A Few Beautiful Rough Animation Drawings

 


These terrific drawings were recently offered at various auctions. Cinderella was drawn by Marc Davis, and technically this is a "touch up" drawing. Marc's rough lines still shine through underneath the clean up pencil definition. This is a clean up drawing on top of Marc's rough. I don't know who did clean up on this character, perhaps Clair Weeks. But look at that face...if you are off by half a pencil width, Cinderella would look like E.T. The immense challenge of delicate Disney realism. 

These beautiful young adult Bambi analytical studies were not drawn by Preston Blair, as you might think. This is the work of Milt Kahl.





John Lounsbery experienced a career high during his work on Lady and the Tramp. Pure genuine character rich depiction. A solid, fun drawing, full of personality. 




Ollie Johnston had always been a "dog person". He raised several of them at his Flintridge home during his lifetime. I love the perspective in this sketch of Trusty, as well as the feel for loose, old flesh on his body. High standards all around in all of these animation drawings. 




8 comments:

  1. Gorgeous drawings, as per usual. I especially have a soft spot for Marc Davis' drawings...

    By the way, thank you for yesterday's talk. It was a pleasure to be there.

    ReplyDelete
  2. I like them so much! Thank you for this post! :)

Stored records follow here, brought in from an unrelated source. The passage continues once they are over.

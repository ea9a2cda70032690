//! Chimera AOP - 面向切面编程支持
//!
//! 提供类似 Spring 的代理式方法拦截：
//! - 切点（类过滤器 + 方法匹配器）与切点表达式
//! - 多种通知类型（Around、Before、AfterReturning、AfterThrowing、After）与引入
//! - 按通知器顺序解析拦截器链，洋葱模型执行
//! - 基于 trait object 的代理与自动代理
//! - 返回值形态适配（Option / Result）

pub mod advice;
pub mod advisor;
pub mod aspect;
pub mod bean_post_processor;
pub mod chain;
pub mod context;
pub mod error;
pub mod invocation;
pub mod joinpoint;
pub mod method;
pub mod pointcut;
pub mod proxy;
pub mod registry;
pub mod shape;
pub mod throwable;

/// 调用参数和返回值
pub use serde_json::Value;

// 重新导出核心类型
pub use advice::{
    Advice, AdviceType, AfterAdvice, AfterReturningAdvice, DelegatingIntroductionInterceptor,
    MethodBeforeAdvice, MethodInterceptor, ThrowsAdvice,
};
pub use advisor::{Advisor, IntroductionAdvisor, PointcutAdvisor};
pub use aspect::{Aspect, AspectAdvisor, ExceptionLoggingAspect, LoggingAspect, PerformanceAspect};
pub use bean_post_processor::AopBeanPostProcessor;
pub use chain::{AdvisorChainFactory, ChainElement, DefaultAdvisorChainFactory};
pub use context::InvocationContext;
pub use error::AopError;
pub use invocation::MethodInvocation;
pub use joinpoint::JoinPoint;
pub use method::Method;
pub use pointcut::{
    ClassFilter, ExpressionPointcut, MethodMatcher, NameMatchMethodPointcut, Pointcut,
    PointcutExpression, TrueClassFilter, TrueMethodMatcher, TruePointcut,
};
pub use proxy::{AdvisedSupport, FnTarget, Proxy, ProxyFactory, ProxyKind, Target};
pub use registry::{get_global_registry, AdvisorRegistration, AdvisorRegistry};
pub use shape::{OptionalShape, OutcomeShape, ResultShape, ResultShapes};
pub use throwable::{ErrorType, Throwable};

// 导出 inventory 供静态注册使用
pub use inventory;

/// 预导入模块
pub mod prelude {
    pub use crate::advice::*;
    pub use crate::advisor::{Advisor, IntroductionAdvisor, PointcutAdvisor};
    pub use crate::aspect::{Aspect, AspectAdvisor};
    pub use crate::context::InvocationContext;
    pub use crate::invocation::MethodInvocation;
    pub use crate::method::Method;
    pub use crate::pointcut::{ClassFilter, MethodMatcher, Pointcut, PointcutExpression};
    pub use crate::proxy::{FnTarget, Proxy, ProxyFactory, Target};
    pub use crate::throwable::{ErrorType, Throwable};
    pub use crate::Value;
}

    „But look at that face...if you are off by half a pencil width, Cinderella would look like E.T.“
    Ehm...I think I have to print it out. I hope I can see what you mean :)

    ReplyDelete
  3. Why is Blair written on the bambi sheet? Was that just written by someone later mistaken it for Preston or did Milt (or someone else) write it for some other reason?

    ReplyDelete
    Replies
    1. Perhaps Milt did these drawings to help Preston Blair with his scenes.

      Delete
  4. "technically this is a "touch up" drawing. Marc's rough lines still shine through underneath the clean up pencil definition. This is a clean up drawing on top of Marc's rough. I don't know who did clean up on this character, perhaps Clair Weeks."

    I think the official production policy was that assistants were supposed to initial their drawings at the bottom, so if any changes or corrections needed to be made it could go back to the person who made the drawing (also a way of tracking the cleanup artists output, for quotas) ... that was still official cleanup dept. policy in the late 1980's - to - 2004 when I worked at Disney (although the practice was widely ignored by many cleanup artists then , as it apparently was in the earlier era at Disney). Frustrating for us now trying to decipher who did what , all these years later when the people who could have positively ID'd the drawings are gone. I suppose with a "touch up" drawing like this , you could say 90% of the drawing is Marc Davis , the remaining part that refined certain lines came from the assistant (Clair Weeks , or whoever it may have been), but still would be nice to definitively ID who did these precise cleanup lines.

    ReplyDelete
    Replies
    1. How interesting...not to digress too much, but I recently bought a production cell drawing from Sleeping Beauty of the Jester, and in the top right corner are the initials LC or maybe LG, its hard to tell, and I didnt know what it meant, so now I do! Anyone know who's initials those were? Thanks!

      Delete
  5. Hi Andreas...do you have any drawings of Cinderella from this sequence in your collection?